Here’s some pics of the work in progress:
The blue is the garment and the yellow and green are waste yarn, used a lot on the machine.
Machine knitting is a great way of producing good quality garments quickly, or it can be combined with hand knitting or crochet to make items like blankets such as this one, featured some while ago. The central panels are machine knitted on my chunky machine and the deep border is double crochet. The yarn is all my own indigo dyeing, some over natural greys and dark greys. Design inspiration Amish and Welsh quilts by the way.
I’m also carrying on with hand knitting gloves for my friend Jenny a process not without upset as I had to undo about 3 hours of work when I realised that the yarn I was using was just not the right thickness. I do my utmost to use only stash yarn for these gloves and I’d run out of the perfect vintage pure wool 3 ply in the exact right shade of red, so I put in a heavier red which didn’t work. It’s on the white background, 2 pics, below. I then found a very thin pure wool on cone, and have continued with that. All is ok and progress is again being made.

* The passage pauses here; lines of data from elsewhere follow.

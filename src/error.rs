//! Linux error codes
use alloc::collections::TryReserveError;
use core::fmt;

/// Linux Result defination
pub type LxResult<T = ()> = Result<T, LxError>;

/// Linux error codes defination
#[repr(isize)]
#[derive(Debug, Copy, Clone, PartialEq, Eq)]
pub enum LxError {
    /// Operation not permitted
    EPERM = 1,
    /// No such file or directory
    ENOENT = 2,
    /// I/O error
    EIO = 5,
    /// No such device or address
    ENXIO = 6,
    /// Bad file number
    EBADF = 9,
    /// Try again
    EAGAIN = 11,
    /// Out of memory
    ENOMEM = 12,
    /// Permission denied
    EACCES = 13,
    /// Bad address
    EFAULT = 14,
    /// Device or resource busy
    EBUSY = 16,
    /// File exists
    EEXIST = 17,
    /// No such device
    ENODEV = 19,
    /// Invalid argument
    EINVAL = 22,
    /// File too large
    EFBIG = 27,
    /// No space left on device
    ENOSPC = 28,
    /// Illegal seek
    ESPIPE = 29,
    /// Function not implemented
    ENOSYS = 38,
}

impl fmt::Display for LxError {
    fn fmt(&self, f: &mut fmt::Formatter) -> fmt::Result {
        use self::LxError::*;
        let explain = match self {
            EPERM => "Operation not permitted",
            ENOENT => "No such file or directory",
            EIO => "I/O error",
            ENXIO => "No such device or address",
            EBADF => "Bad file number",
            EAGAIN => "Try again",
            ENOMEM => "Out of memory",
            EACCES => "Permission denied",
            EFAULT => "Bad address",
            EBUSY => "Device or resource busy",
            EEXIST => "File exists",
            ENODEV => "No such device",
            EINVAL => "Invalid argument",
            EFBIG => "File too large",
            ENOSPC => "No space left on device",
            ESPIPE => "Illegal seek",
            ENOSYS => "Function not implemented",
        };
        write!(f, "{}", explain)
    }
}

impl From<TryReserveError> for LxError {
    fn from(_: TryReserveError) -> Self {
        LxError::ENOMEM
    }
}
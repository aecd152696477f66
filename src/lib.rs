//! In-memory character device objects
//!
//! A device here is a fixed-capacity byte buffer answering the
//! conventional open/read/write/seek/release calls. The registration
//! layer that binds devices to an operating system (device numbers,
//! nodes, user-memory marshalling) lives outside this crate and
//! dispatches into [`fs::CharDev`].

#![no_std]
#![deny(warnings, unsafe_code, unused_must_use, unreachable_patterns)]

extern crate alloc;

#[macro_use]
extern crate log;

// layer 0
pub mod error;

// layer 1
pub mod fs;
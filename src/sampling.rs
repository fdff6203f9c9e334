use rand::Rng;
use rand_distr::{Distribution, Normal};

use crate::geometry::{Fp, Vec3f};

// uniform direction on the unit sphere, via a normalized Gaussian triple
pub fn random_unit_vector(rng: &mut impl Rng) -> Vec3f {
    let normal_distr = Normal::new(0.0, 1.0).unwrap();
    Vec3f::new(
        normal_distr.sample(rng),
        normal_distr.sample(rng),
        normal_distr.sample(rng),
    )
    .normalize()
}

// rejection-sampled point strictly inside the unit sphere
pub fn random_in_unit_sphere(rng: &mut impl Rng) -> Vec3f {
    loop {
        let p = Vec3f::new(
            rng.gen_range(-1.0..1.0),
            rng.gen_range(-1.0..1.0),
            rng.gen_range(-1.0..1.0),
        );
        if p.norm_squared() < 1.0 {
            return p;
        }
    }
}

// lambertian-ish scatter target: the oriented normal nudged by a random
// interior point; falls back to the normal itself for the degenerate case
pub fn lambertian_direction(normal: &Vec3f, rng: &mut impl Rng) -> Vec3f {
    let direction = normal + random_in_unit_sphere(rng);
    if direction.norm_squared() < 1e-12 {
        *normal
    } else {
        direction
    }
}

// perturbs a unit normal by a roughness²-scaled random offset; roughness 0
// leaves it untouched so ideal mirrors stay exact
pub fn perturb_normal(normal: &Vec3f, roughness: Fp, rng: &mut impl Rng) -> Vec3f {
    if roughness == 0.0 {
        return *normal;
    }
    (normal + random_in_unit_sphere(rng) * roughness * roughness).normalize()
}

// importance-sampling weight for aiming at a light's sampled surface point:
// squared distance over projected solid-angle-ish footprint
pub fn light_pdf(hit_point: &Vec3f, normal: &Vec3f, light_point: &Vec3f, light_radius: Fp) -> Fp {
    let to_light = light_point - hit_point;
    let distance_squared = to_light.norm_squared();
    if distance_squared < 1e-12 || light_radius <= 0.0 {
        return 0.0;
    }
    let cosine = to_light.normalize().dot(normal);
    if cosine <= 0.0 {
        return 0.0;
    }
    distance_squared / (cosine * light_radius)
}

And I’m also thinking about exhibitions, workshops and a lot of travel …. and hosting Beth Brown-Reinsel at the end of the month – thanks for the heads up Beth in her recent newsletter.
and wondering what I can do with this gorgeous yarn, a present from someone who knows I like to knit with 3 ply pure wool, (and there’s none better than Marion Foale’s) here:
I almost forgot to say that I have finished one or two of my many half finished projects … a couple of Estonian wristwarmers.